____ Record excerpts
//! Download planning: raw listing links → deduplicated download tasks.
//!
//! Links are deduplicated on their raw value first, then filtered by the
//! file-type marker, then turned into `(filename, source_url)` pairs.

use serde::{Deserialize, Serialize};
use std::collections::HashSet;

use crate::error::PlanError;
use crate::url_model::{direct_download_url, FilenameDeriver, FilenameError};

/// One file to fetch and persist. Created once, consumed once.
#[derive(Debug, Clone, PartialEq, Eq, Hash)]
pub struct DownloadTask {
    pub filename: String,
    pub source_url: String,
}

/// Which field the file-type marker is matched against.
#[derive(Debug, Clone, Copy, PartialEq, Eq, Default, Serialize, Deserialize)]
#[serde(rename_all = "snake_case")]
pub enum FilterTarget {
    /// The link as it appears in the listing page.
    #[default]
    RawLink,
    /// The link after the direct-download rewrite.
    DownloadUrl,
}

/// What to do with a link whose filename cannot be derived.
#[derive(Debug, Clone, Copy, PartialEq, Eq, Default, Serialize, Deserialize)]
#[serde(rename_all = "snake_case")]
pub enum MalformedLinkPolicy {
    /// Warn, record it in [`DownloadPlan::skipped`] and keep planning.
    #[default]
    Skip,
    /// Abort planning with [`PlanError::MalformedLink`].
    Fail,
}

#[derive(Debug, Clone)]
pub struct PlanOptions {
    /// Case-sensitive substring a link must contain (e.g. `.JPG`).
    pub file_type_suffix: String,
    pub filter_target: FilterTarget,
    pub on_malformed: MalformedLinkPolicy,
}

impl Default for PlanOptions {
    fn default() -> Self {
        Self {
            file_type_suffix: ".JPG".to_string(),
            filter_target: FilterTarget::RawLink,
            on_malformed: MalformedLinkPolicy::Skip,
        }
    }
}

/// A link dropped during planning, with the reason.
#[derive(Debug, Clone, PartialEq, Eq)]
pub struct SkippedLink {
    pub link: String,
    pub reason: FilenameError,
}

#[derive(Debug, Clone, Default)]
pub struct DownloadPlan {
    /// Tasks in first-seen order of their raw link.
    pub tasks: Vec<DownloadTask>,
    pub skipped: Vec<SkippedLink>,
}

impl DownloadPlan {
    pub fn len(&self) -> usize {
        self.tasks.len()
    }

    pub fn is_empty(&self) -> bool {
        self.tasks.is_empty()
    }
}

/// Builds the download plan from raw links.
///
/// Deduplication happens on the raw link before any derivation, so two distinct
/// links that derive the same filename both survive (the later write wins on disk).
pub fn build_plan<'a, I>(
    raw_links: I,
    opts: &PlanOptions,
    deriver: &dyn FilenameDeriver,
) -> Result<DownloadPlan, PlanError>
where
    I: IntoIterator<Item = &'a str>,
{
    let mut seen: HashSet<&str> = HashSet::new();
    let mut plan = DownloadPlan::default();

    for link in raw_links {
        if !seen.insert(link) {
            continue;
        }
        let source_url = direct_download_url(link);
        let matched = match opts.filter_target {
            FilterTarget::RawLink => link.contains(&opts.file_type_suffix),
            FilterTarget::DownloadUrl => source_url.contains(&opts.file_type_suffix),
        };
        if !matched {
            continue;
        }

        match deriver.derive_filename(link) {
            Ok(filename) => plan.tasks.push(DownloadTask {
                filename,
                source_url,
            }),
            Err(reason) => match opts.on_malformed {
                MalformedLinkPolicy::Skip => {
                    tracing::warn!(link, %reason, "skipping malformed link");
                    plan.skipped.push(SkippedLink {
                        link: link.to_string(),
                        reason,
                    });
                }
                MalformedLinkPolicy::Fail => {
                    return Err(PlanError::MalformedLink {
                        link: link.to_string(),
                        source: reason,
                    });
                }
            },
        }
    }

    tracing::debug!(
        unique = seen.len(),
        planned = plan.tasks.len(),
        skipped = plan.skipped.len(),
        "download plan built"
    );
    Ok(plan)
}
________
____ Record excerpts
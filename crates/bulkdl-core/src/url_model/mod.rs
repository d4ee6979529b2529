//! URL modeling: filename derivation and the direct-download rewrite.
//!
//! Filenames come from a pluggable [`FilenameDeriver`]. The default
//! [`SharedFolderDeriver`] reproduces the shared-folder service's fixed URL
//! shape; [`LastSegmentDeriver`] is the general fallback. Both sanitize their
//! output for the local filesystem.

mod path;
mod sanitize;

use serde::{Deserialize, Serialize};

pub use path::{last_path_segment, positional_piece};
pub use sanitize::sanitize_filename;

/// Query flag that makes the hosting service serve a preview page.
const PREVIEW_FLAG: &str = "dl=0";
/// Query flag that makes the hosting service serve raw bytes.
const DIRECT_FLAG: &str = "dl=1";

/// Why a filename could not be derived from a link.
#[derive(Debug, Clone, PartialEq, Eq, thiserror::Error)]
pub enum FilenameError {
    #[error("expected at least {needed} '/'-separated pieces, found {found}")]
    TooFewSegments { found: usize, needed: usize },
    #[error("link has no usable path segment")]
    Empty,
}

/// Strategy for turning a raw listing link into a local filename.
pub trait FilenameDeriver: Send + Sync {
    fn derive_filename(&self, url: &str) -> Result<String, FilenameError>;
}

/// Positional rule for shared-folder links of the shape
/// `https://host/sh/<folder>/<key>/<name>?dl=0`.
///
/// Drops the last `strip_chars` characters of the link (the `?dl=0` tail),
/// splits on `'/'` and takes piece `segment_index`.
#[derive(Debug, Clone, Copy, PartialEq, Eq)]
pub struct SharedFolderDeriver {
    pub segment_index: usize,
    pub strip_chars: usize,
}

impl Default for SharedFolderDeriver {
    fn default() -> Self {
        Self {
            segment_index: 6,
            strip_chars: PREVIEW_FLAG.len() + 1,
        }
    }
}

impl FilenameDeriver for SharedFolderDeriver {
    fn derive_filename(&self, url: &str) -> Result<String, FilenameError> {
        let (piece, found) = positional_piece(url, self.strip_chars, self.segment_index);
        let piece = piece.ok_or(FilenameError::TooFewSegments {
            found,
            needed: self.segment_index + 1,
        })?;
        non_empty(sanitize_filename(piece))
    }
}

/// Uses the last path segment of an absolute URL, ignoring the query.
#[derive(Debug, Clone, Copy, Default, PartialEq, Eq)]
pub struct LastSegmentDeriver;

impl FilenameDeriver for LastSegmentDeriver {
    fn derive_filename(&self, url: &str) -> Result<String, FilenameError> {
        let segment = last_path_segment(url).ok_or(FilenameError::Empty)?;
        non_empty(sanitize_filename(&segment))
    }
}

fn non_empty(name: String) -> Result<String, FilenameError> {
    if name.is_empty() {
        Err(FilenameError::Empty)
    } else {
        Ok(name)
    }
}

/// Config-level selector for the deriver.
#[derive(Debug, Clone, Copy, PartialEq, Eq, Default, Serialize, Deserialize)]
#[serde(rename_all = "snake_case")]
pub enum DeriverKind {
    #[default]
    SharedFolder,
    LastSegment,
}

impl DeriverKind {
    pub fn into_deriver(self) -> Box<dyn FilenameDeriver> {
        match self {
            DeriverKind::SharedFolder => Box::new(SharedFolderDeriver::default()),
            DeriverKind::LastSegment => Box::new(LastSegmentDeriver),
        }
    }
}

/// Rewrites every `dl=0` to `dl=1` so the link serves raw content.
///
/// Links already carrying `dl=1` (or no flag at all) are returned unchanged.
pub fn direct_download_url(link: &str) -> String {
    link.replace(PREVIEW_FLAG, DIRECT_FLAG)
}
________
The task:
Copy all lines from the data above that contain the word "const".

Written response:
const PREVIEW_FLAG: &str = "dl=0";
const DIRECT_FLAG: &str = "dl=1";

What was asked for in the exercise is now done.